Every line below that holds the string "GridState" should be copied.

Saved entries
● ● ● ● ●

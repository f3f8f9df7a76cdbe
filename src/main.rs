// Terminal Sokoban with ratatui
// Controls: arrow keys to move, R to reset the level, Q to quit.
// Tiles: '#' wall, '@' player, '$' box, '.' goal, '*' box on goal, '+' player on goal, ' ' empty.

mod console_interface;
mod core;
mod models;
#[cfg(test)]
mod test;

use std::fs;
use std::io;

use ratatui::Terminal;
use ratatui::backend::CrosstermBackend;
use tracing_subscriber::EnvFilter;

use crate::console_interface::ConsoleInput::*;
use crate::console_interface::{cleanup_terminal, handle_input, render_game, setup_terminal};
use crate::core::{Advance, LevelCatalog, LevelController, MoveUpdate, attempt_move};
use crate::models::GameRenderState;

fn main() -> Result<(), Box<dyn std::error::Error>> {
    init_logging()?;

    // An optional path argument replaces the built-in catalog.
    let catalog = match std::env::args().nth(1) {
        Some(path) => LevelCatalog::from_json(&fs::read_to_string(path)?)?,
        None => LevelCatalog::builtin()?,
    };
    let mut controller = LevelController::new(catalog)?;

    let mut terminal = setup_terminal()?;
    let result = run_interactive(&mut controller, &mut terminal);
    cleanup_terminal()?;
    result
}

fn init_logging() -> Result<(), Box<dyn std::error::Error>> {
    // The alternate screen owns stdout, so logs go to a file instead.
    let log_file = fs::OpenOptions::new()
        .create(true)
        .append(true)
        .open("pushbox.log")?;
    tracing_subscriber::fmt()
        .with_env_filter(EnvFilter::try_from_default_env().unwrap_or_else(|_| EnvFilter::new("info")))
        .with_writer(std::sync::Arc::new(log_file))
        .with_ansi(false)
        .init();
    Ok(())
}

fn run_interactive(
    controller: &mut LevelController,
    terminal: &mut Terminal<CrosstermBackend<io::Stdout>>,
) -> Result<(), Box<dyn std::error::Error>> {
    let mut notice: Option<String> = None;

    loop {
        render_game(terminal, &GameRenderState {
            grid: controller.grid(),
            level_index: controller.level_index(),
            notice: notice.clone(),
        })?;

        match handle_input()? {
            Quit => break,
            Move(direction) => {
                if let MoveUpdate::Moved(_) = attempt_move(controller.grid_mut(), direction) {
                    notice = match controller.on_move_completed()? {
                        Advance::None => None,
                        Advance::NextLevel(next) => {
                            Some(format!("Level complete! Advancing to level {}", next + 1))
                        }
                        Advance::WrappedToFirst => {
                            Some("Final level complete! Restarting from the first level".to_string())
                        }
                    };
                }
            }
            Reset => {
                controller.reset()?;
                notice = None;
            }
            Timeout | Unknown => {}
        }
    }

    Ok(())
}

● ● ● ● ●

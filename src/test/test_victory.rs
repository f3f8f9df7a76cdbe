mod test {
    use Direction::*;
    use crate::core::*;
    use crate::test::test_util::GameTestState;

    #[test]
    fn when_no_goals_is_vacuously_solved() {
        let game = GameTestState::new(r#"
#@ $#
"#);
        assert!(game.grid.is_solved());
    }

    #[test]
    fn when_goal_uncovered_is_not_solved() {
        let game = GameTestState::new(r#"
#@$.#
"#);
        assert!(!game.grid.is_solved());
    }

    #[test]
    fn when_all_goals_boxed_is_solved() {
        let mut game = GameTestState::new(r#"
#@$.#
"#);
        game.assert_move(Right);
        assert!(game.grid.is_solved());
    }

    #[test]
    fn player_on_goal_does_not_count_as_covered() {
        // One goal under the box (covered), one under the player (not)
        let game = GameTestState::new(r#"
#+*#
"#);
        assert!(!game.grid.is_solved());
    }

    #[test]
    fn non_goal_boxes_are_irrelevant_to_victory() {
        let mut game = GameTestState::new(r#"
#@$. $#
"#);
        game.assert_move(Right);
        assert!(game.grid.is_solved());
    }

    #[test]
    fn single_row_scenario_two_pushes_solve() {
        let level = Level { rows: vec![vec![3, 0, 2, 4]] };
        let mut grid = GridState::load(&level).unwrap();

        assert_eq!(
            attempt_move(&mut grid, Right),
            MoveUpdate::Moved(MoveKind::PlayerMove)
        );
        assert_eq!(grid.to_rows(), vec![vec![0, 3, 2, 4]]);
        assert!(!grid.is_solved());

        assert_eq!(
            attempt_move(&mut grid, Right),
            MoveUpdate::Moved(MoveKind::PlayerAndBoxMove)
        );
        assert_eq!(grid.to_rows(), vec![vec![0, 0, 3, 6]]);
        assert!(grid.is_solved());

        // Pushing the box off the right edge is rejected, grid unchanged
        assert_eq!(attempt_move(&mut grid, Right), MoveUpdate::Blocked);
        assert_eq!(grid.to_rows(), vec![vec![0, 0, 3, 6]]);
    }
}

● ● ● ● ●

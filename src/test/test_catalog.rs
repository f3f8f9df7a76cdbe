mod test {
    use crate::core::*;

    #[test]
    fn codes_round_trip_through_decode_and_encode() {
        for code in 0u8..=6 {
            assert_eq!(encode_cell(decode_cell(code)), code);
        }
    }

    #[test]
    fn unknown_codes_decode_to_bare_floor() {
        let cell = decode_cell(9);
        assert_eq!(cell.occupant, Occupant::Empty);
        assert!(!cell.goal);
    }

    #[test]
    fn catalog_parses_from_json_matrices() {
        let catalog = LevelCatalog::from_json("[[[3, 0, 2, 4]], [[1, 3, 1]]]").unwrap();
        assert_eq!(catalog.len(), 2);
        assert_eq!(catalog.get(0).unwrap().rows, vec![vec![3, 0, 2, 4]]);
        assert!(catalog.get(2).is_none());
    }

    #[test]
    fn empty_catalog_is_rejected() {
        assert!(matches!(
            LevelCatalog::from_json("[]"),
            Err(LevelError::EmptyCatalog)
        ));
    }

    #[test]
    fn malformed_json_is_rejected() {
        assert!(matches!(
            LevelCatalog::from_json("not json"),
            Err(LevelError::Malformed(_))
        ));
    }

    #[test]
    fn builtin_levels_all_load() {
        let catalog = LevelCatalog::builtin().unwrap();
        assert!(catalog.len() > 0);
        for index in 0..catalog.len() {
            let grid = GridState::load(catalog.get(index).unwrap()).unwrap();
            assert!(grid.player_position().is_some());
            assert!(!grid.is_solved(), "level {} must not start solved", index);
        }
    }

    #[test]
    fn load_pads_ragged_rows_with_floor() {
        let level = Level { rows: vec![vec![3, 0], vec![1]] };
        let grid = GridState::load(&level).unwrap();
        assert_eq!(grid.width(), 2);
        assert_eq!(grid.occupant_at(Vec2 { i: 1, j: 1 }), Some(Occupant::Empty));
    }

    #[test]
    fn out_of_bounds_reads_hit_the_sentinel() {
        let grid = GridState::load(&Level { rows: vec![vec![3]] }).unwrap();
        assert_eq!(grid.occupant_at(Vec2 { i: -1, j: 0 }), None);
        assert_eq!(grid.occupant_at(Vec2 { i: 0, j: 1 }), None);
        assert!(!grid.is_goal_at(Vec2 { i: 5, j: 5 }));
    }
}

● ● ● ● ●

Exercise output:
        let mut grid = GridState::load(&level).unwrap();
            let grid = GridState::load(catalog.get(index).unwrap()).unwrap();
        let grid = GridState::load(&level).unwrap();
        let grid = GridState::load(&Level { rows: vec![vec![3]] }).unwrap();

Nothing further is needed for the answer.